Bayesian Kryptonite - spoofed email

I use POPFile bayesian filtering to keep email spam at bay. With a little training, this works amazingly well-- I'm at 99.8% accuracy, and that's with a little over a month of "training" precipitated by a recent server migration. But bayesian filtering has one big weakness that I'm seeing more and more: spoofed emails.

You know what I mean-- emails titled Your Account Has Been Violated from, ostensibly from service@paypal.com. The body is a direct cut and paste from a real PayPal email:

Security Center Advisory!

We recently noticed one or more attempts to log in to your PayPal account from a foreign IP address and we have reasons to belive that your account was hacked by a third party without your authorization. If you recently accessed your account while traveling, the unusual log in attempts may have been initiated by you.

If you are the rightful holder of the account you must click the link below and then complete all steps from the following page as we try to verify your identity.

Of course, the spoofer is desperately hoping you won't notice that the crazy URLs in their email ..


http://paypaldemo.com.previewyoursite.com/source/service/ema/helpextsourcepage/PaypalISAPIruhttp3A2F2Fmyebamcom3A802Fws2FeBayISAPIdll3FMyeBay26ssPageName3DH253AH253A/
http://ebay.doubleclick.net/clk;13012399;10693575;h?http://cardsavetransfer.com/cmdr_login/index.htm
http://ebay.doubleclick.net/clk;13012399;10693575;h?http://paypalcardstraznact.com/cmdr_login/index.htm

.. aren't actually pointing to paypal.com (or ebay.com), and you'll key in your account and password on their servers.

These spoof emails contain so-called "kryptonite" because they so closely mimic actual emails from PayPal with valid words and phrases. Bayesian filtering is useless against this type of spam; if the spammer knows what any email in your actual inbox looks like, he can construct one that will beat any Bayesian filter. This is a a strict requirement at the very heart of bayesian filtering itself; any knowledge of valid contents (eg, things that "get through") has to be strictly eliminated.

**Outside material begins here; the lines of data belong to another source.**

//! Node paths for addressing within a tree
//!
//! Provides [`NodePath`], the absolute `/`-separated address of a node.

use std::fmt::{self, Display, Formatter};
use std::str::FromStr;

/// Absolute path of a node in a [`ConfigTree`](crate::ConfigTree)
///
/// Paths are derived from a node's position and are never stored on the
/// node itself. The root is `/`.
///
/// # Examples
/// - `["soc@0", "usb@a6f8800"]` → `/soc@0/usb@a6f8800`
/// - `[]` → `/`
#[derive(Debug, Clone, PartialEq, Eq, PartialOrd, Ord, Hash)]
pub struct NodePath(Vec<String>);

impl NodePath {
    /// Create new path from segments
    #[inline]
    #[must_use]
    pub fn new(segments: Vec<String>) -> Self {
        Self(segments)
    }

    /// Root path (`/`)
    #[inline]
    #[must_use]
    pub fn root() -> Self {
        Self(Vec::new())
    }

    /// Get path segments
    #[inline]
    #[must_use]
    pub fn segments(&self) -> &[String] {
        &self.0
    }

    /// Get depth (number of segments)
    #[inline]
    #[must_use]
    pub fn len(&self) -> usize {
        self.0.len()
    }

    /// Check if this is the root path
    #[inline]
    #[must_use]
    pub fn is_root(&self) -> bool {
        self.0.is_empty()
    }

    /// Get parent path (if not root)
    #[inline]
    #[must_use]
    pub fn parent(&self) -> Option<Self> {
        if self.0.is_empty() {
            None
        } else {
            Some(Self(self.0[..self.0.len() - 1].to_vec()))
        }
    }

    /// Get node name (last segment, if not root)
    #[inline]
    #[must_use]
    pub fn name(&self) -> Option<&str> {
        self.0.last().map(String::as_str)
    }

    /// Append a segment, returning new path
    #[inline]
    #[must_use]
    pub fn child(&self, segment: impl Into<String>) -> Self {
        let mut new = self.clone();
        new.0.push(segment.into());
        new
    }

    /// Check if this path is a strict ancestor of another
    #[inline]
    #[must_use]
    pub fn is_ancestor_of(&self, other: &Self) -> bool {
        self.0.len() < other.0.len() && self.0 == other.0[..self.0.len()]
    }

    /// Iterator over segments from root to leaf
    #[inline]
    pub fn iter(&self) -> impl Iterator<Item = &str> {
        self.0.iter().map(String::as_str)
    }
}

impl Display for NodePath {
    fn fmt(&self, f: &mut Formatter<'_>) -> fmt::Result {
        if self.0.is_empty() {
            return f.write_str("/");
        }
        for seg in &self.0 {
            write!(f, "/{seg}")?;
        }
        Ok(())
    }
}

impl FromStr for NodePath {
    type Err = PathError;

    fn from_str(s: &str) -> Result<Self, Self::Err> {
        let rest = s
            .strip_prefix('/')
            .ok_or_else(|| PathError::NotAbsolute(s.to_string()))?;

        if rest.is_empty() {
            return Ok(Self::root());
        }

        let segments = rest
            .split('/')
            .map(|seg| {
                if seg.is_empty() {
                    Err(PathError::EmptySegment(s.to_string()))
                } else {
                    Ok(seg.to_string())
                }
            })
            .collect::<Result<_, _>>()?;

        Ok(Self(segments))
    }
}

impl Default for NodePath {
    fn default() -> Self {
        Self::root()
    }
}

/// Errors related to node paths
#[derive(Debug, Clone, PartialEq, Eq, thiserror::Error)]
pub enum PathError {
    /// Path does not start with `/`
    #[error("path '{0}' is not absolute")]
    NotAbsolute(String),

    /// Empty segment in path (`//` or trailing `/`)
    #[error("path '{0}' contains an empty segment")]
    EmptySegment(String),
}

I usually just delete these emails from my inbox; what else can I do? One thing is for sure: popular web-based services can no longer communicate via email with their customers. That's like giving spoofers a free pass; once they have the "template" email they can copy and paste it into a spoof email that is almost guaranteed to get past bayesian filtering for users of that service.

eBay, for example, has almost given up altogether on email communication. You have to visit eBay.com and check your web-based "message center" to communicate with them. I can't say I blame them; what other choice do they have?

Posted by Jeff Atwood    View blog reactions

 

« For Best Results, Forget the Bonus VS.NET and Code Regions »

 

Comments

I wonder if they have filters that say more than 3 links and its junk...because I never get emails with more than 2 unless they are junk.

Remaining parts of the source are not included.